The use of synthetic and natural vitamin D sources in pig diets to improve meat quality and vitamin D content

This study investigated the effects of synthetic and natural sources of vitamin D biofortification in pig diets on pork vitamin D activity and pork quality. One hundred and twenty pigs (60 male, 60 female) were assigned to one of four dietary treatments for a 55 d feeding period. The dietary treatments were (1)50 μg vitamin D₃/kg of feed; (2)50 μg of 25-hydroxvitamin D₃/kg of feed (25-OH-D₃); (3)50 μg vitamin D₂/kg of feed; (4)50 μg vitamin D₂-enriched mushrooms/kg of feed (Mushroom D₂).

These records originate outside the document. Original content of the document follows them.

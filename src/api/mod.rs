use crate::config::Config;
use crate::services::bundle_assembler::BundleAssembler;
use crate::services::health_service::HealthService;
use crate::services::key_service::KeyService;
use crate::services::rate_limit_service::RateLimitService;
use crate::services::transparency_service::TransparencyService;
use axum::Router;
use axum::routing::{get, post};
use std::time::Duration;
use tokio::sync::watch;
use tower_http::request_id::{MakeRequestUuid, PropagateRequestIdLayer, SetRequestIdLayer};
use tower_http::timeout::TimeoutLayer;
use tower_http::trace::TraceLayer;

pub mod dto;
pub mod health;
pub mod keys;
pub mod middleware;
pub mod transparency;

/// Shared state for the public-facing API router.
#[derive(Clone, Debug)]
pub struct AppState {
    pub key_service: KeyService,
    pub bundle_assembler: BundleAssembler,
    pub rate_limit_service: RateLimitService,
    pub transparency_service: TransparencyService,
    pub config: Config,
}

/// Shared state for the separate management router (`/healthz`, `/readyz`), kept off
/// the public port so liveness/readiness probes never compete with client traffic for
/// connection-pool capacity or get exposed behind a public load balancer.
#[derive(Clone, Debug)]
pub struct MgmtState {
    pub health_service: HealthService,
}

/// Builds the public API router: key upload/fetch, bundle fetch, and the transparency
/// log's read surface. `_shutdown_rx` is accepted so callers can wire per-request
/// cancellation in future without changing this signature; not yet used directly since
/// `axum::serve`'s `with_graceful_shutdown` is driven from `main` instead.
///
/// Reads and writes carry different deadlines (§5: 15s read, 30s write by default), so
/// the mutating routes are built and timeout-layered separately before merging with the
/// read-only ones.
#[must_use]
pub fn app_router(state: AppState, _shutdown_rx: watch::Receiver<bool>) -> Router {
    let read_timeout = Duration::from_secs(state.config.server.request_timeout_read_secs);
    let write_timeout = Duration::from_secs(state.config.server.request_timeout_write_secs);

    let read_routes = Router::new()
        .route("/keys/identity", get(keys::get_identity_key))
        .route("/keys/prekeys/count", get(keys::pre_key_count))
        .route("/keys/status", get(keys::key_status))
        .route("/bundles/{user}", get(keys::get_bundle))
        .route("/transparency/root", get(transparency::root))
        .route("/transparency/consistency", get(transparency::consistency))
        .route("/transparency/inclusion", get(transparency::inclusion))
        .route("/transparency/audit-log", get(transparency::audit_log))
        .route("/transparency/signing-keys", get(transparency::signing_keys))
        .route("/transparency/client-state", get(transparency::get_client_state))
        .layer(TimeoutLayer::new(read_timeout));

    let write_routes = Router::new()
        .route("/keys/identity", post(keys::upload_identity_key))
        .route("/keys/prekey", post(keys::upload_signed_pre_key))
        .route("/keys/prekeys", post(keys::upload_one_time_pre_keys))
        .route("/keys/sealed-sender", post(keys::upload_sealed_sender_key))
        .route("/transparency/client-state", post(transparency::record_client_state))
        .layer(TimeoutLayer::new(write_timeout));

    read_routes
        .merge(write_routes)
        .layer(PropagateRequestIdLayer::x_request_id())
        .layer(TraceLayer::new_for_http())
        .layer(SetRequestIdLayer::x_request_id(MakeRequestUuid))
        .with_state(state)
}

/// Builds the management router: liveness and readiness probes only.
#[must_use]
pub fn mgmt_router(state: MgmtState) -> Router {
    Router::new()
        .route("/healthz", get(health::livez))
        .route("/readyz", get(health::readyz))
        .layer(TraceLayer::new_for_http())
        .with_state(state)
}
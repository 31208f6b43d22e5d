pub mod epoch_sealer;

pub use epoch_sealer::EpochSealer;
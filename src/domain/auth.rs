use crate::error::AppError;
use serde::{Deserialize, Serialize};
use uuid::Uuid;

/// Claims carried by the bearer token issued upstream by the platform's account service.
/// This core only verifies tokens; it never issues them.
#[derive(Debug, Serialize, Deserialize, PartialEq, Eq)]
pub struct Claims {
    pub sub: Uuid,
    pub exp: usize,
}

impl Claims {
    #[must_use]
    pub fn new(user_id: Uuid, ttl_secs: u64) -> Self {
        let expiration = jsonwebtoken::get_current_timestamp() as usize + ttl_secs as usize;
        Self { sub: user_id, exp: expiration }
    }

    /// # Errors
    /// Returns an error if the secret cannot encode the claims (practically infallible).
    pub fn encode(&self, secret: &str) -> Result<String, AppError> {
        jsonwebtoken::encode(
            &jsonwebtoken::Header::default(),
            self,
            &jsonwebtoken::EncodingKey::from_secret(secret.as_bytes()),
        )
        .map_err(|_| AppError::Auth)
    }

    /// # Errors
    /// Returns `AppError::Auth` if the token is malformed, expired, or the signature
    /// does not verify under `secret`.
    pub fn decode(token: &str, secret: &str) -> Result<Self, AppError> {
        let token_data = jsonwebtoken::decode::<Self>(
            token,
            &jsonwebtoken::DecodingKey::from_secret(secret.as_bytes()),
            &jsonwebtoken::Validation::default(),
        )
        .map_err(|_| AppError::Auth)?;
        Ok(token_data.claims)
    }
}
use crate::domain::crypto::{KeySuite, PublicKeyBytes, SignatureBytes};
use time::OffsetDateTime;
use uuid::Uuid;

#[derive(Debug, Clone, Copy, PartialEq, Eq)]
pub enum KeyStatus {
    Active,
    Rotated,
    Revoked,
}

#[derive(Debug, Clone, Copy, PartialEq, Eq)]
pub enum OneTimePreKeyStatus {
    Available,
    Claimed,
    Consumed,
}

#[derive(Debug, Clone)]
pub struct IdentityKey {
    pub user_id: Uuid,
    pub public_key: PublicKeyBytes,
    pub fingerprint: String,
    pub version: i32,
    pub status: KeyStatus,
    pub created_at: OffsetDateTime,
}

#[derive(Debug, Clone)]
pub struct SignedPreKey {
    pub user_id: Uuid,
    pub key_id: i32,
    pub public_key: PublicKeyBytes,
    pub signature: SignatureBytes,
    pub fingerprint: String,
    pub created_at: OffsetDateTime,
    pub expires_at: OffsetDateTime,
}

#[derive(Debug, Clone)]
pub struct OneTimePreKey {
    pub id: Uuid,
    pub user_id: Uuid,
    pub key_id: i32,
    pub public_key: PublicKeyBytes,
    pub status: OneTimePreKeyStatus,
    pub claimed_by: Option<Uuid>,
    pub claimed_at: Option<OffsetDateTime>,
    pub created_at: OffsetDateTime,
}

#[derive(Debug, Clone)]
pub struct SealedSenderKey {
    pub user_id: Uuid,
    pub public_key: PublicKeyBytes,
    pub fingerprint: String,
    pub version: i32,
    pub created_at: OffsetDateTime,
    pub expires_at: OffsetDateTime,
}

/// A single user's bundle, assembled for a specific requester.
#[derive(Debug, Clone)]
pub struct PreKeyBundle {
    pub user_id: Uuid,
    pub bundle_version: i32,
    pub generated_at: OffsetDateTime,
    pub identity_key: IdentityKey,
    pub signed_pre_key: SignedPreKey,
    pub one_time_pre_key: Option<OneTimePreKey>,
    pub sealed_sender_key: Option<SealedSenderKey>,
}

impl PreKeyBundle {
    /// `2` if any component uses a post-quantum suite, `1` if the bundle is pure P-256.
    #[must_use]
    pub fn infer_version(identity_suite: KeySuite, signed_prekey_suite: KeySuite) -> i32 {
        if identity_suite == KeySuite::P256 && signed_prekey_suite == KeySuite::P256 { 1 } else { 2 }
    }
}

#[derive(Debug, Clone, Copy, PartialEq, Eq)]
pub enum KeyUpdateKind {
    Created,
    Rotated,
    Revoked,
}

/// A durable, crash-safe record of a change to commit into the transparency log.
#[derive(Debug, Clone)]
pub struct KeyUpdate {
    pub id: Uuid,
    pub user_id: Uuid,
    pub identity_fingerprint: String,
    pub signed_prekey_fingerprint: String,
    pub version: i32,
    pub kind: KeyUpdateKind,
    pub enqueued_at: OffsetDateTime,
}

#[cfg(test)]
mod tests {
    use super::*;

    #[test]
    fn bundle_version_is_one_for_pure_classical_suite() {
        assert_eq!(PreKeyBundle::infer_version(KeySuite::P256, KeySuite::P256), 1);
    }

    #[test]
    fn bundle_version_is_two_when_any_component_is_post_quantum() {
        assert_eq!(PreKeyBundle::infer_version(KeySuite::Dilithium3, KeySuite::Kyber1024), 2);
        assert_eq!(PreKeyBundle::infer_version(KeySuite::P256, KeySuite::Kyber1024), 2);
    }
}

The pigs offered the 25-OH-D₃ diet exhibited the highest (P < 0.001) serum total 25-hydroxyvitamin D concentration and subsequently exhibited the highest (P < 0.05) Longissimus thoracis (LT) total vitamin D activity. Mushroom D₂ and 25-OH-D₃ supplementation increased pork antioxidant status. The vitamin D₂-enriched mushrooms improved (P < 0.05) pig performance, carcass weight and LT colour. In conclusion, 25-OH-D₃ is the most successful source for increasing pork vitamin D activity, while Mushroom D₂ may be a new avenue to improve animal performance and pork quality.